Stored data entries:
· · · · · · ·
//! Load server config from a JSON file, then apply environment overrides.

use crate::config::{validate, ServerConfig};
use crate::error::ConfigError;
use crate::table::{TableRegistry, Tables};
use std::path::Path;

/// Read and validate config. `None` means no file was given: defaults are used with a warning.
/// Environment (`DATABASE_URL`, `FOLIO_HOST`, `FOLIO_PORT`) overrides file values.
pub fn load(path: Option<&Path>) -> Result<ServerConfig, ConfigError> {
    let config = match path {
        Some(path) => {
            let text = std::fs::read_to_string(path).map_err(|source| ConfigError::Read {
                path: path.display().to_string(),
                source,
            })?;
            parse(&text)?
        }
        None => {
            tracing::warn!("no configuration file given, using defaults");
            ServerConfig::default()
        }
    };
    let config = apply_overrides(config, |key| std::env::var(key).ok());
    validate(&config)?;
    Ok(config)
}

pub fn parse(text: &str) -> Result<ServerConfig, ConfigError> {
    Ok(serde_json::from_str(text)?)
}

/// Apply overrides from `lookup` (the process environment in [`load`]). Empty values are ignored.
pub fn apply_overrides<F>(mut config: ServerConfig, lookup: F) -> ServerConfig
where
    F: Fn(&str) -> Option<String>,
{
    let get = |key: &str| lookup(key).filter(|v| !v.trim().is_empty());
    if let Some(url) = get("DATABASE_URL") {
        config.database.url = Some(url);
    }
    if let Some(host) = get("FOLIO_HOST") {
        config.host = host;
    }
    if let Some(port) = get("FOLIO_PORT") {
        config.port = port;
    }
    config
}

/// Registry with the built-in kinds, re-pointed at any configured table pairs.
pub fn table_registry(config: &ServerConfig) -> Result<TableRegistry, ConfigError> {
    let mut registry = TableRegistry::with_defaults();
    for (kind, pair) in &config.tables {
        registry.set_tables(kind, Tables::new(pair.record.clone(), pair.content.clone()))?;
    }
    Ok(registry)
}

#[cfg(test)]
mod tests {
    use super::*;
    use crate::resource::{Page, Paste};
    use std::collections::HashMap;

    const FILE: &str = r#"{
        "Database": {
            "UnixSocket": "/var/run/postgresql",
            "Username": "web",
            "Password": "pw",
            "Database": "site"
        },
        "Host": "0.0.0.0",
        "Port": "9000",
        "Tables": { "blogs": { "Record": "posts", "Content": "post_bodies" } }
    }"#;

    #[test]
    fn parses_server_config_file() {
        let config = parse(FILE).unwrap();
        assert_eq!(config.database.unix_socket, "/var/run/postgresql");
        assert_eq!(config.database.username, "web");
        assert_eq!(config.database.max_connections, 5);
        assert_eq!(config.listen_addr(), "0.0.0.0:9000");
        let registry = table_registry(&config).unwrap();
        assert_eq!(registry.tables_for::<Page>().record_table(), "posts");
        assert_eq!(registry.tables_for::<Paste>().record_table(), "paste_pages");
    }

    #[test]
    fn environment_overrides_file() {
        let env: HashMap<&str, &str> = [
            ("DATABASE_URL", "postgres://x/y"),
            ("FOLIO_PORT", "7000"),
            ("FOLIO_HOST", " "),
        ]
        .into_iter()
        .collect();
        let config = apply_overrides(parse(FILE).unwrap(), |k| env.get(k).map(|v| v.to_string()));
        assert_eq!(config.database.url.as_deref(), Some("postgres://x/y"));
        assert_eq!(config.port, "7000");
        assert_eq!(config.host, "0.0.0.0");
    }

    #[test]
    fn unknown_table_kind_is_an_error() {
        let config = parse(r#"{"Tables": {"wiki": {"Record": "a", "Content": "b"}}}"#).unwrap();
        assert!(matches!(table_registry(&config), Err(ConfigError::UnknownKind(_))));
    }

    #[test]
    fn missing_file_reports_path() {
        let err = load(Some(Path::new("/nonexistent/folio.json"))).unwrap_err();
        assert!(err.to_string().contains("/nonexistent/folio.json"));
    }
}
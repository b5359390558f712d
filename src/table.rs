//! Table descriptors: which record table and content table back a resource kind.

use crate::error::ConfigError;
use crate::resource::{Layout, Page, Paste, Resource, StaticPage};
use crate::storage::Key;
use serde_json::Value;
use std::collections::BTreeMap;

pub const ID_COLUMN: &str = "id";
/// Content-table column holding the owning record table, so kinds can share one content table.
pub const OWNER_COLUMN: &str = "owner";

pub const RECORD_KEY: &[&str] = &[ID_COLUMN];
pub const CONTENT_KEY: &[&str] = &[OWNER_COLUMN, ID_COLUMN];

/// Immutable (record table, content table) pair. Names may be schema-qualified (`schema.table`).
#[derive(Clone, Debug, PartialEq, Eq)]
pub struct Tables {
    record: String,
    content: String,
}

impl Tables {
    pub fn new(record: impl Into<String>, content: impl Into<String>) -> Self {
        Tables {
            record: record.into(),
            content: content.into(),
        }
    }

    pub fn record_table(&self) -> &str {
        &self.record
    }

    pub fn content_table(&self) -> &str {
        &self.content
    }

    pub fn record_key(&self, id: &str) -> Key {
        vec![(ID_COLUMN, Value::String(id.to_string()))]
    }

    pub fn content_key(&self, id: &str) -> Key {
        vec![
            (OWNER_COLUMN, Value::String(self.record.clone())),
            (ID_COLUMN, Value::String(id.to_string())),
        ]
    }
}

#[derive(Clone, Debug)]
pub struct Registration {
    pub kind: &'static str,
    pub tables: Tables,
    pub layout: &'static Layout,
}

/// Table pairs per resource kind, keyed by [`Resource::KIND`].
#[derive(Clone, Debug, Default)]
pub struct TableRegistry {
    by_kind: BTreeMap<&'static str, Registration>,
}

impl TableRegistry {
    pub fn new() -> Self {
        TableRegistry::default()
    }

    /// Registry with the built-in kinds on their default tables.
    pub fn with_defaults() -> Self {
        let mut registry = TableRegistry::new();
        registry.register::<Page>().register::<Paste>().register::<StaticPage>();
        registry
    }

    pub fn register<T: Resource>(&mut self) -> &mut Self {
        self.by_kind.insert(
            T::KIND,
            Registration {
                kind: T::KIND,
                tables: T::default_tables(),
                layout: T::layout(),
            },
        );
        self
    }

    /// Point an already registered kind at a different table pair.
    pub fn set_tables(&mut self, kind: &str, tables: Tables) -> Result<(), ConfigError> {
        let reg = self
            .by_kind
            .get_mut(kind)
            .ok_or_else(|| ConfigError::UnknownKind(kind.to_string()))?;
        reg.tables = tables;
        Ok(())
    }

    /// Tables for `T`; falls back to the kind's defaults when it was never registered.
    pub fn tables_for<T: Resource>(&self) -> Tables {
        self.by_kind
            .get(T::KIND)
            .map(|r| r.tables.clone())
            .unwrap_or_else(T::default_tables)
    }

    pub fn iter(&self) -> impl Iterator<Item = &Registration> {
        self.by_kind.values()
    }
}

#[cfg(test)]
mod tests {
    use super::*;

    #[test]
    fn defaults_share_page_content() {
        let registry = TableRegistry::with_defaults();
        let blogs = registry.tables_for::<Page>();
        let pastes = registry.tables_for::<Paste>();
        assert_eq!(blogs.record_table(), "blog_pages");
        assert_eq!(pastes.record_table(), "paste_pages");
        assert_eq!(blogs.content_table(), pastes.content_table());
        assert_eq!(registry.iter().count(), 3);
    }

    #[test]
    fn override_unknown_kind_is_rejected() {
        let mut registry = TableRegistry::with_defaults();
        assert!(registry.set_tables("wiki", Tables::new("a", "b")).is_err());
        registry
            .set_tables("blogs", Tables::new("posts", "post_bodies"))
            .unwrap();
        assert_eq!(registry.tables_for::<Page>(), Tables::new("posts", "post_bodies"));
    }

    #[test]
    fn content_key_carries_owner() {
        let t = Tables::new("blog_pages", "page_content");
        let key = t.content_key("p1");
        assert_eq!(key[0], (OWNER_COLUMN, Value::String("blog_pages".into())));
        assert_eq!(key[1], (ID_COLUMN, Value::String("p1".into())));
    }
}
· · · · · · ·
=== Task objective ===
Pull every line containing "posts" out of the records.

=== Written solution ===
        "Tables": { "blogs": { "Record": "posts", "Content": "post_bodies" } }
        assert_eq!(registry.tables_for::<Page>().record_table(), "posts");
            .set_tables("blogs", Tables::new("posts", "post_bodies"))
        assert_eq!(registry.tables_for::<Page>(), Tables::new("posts", "post_bodies"));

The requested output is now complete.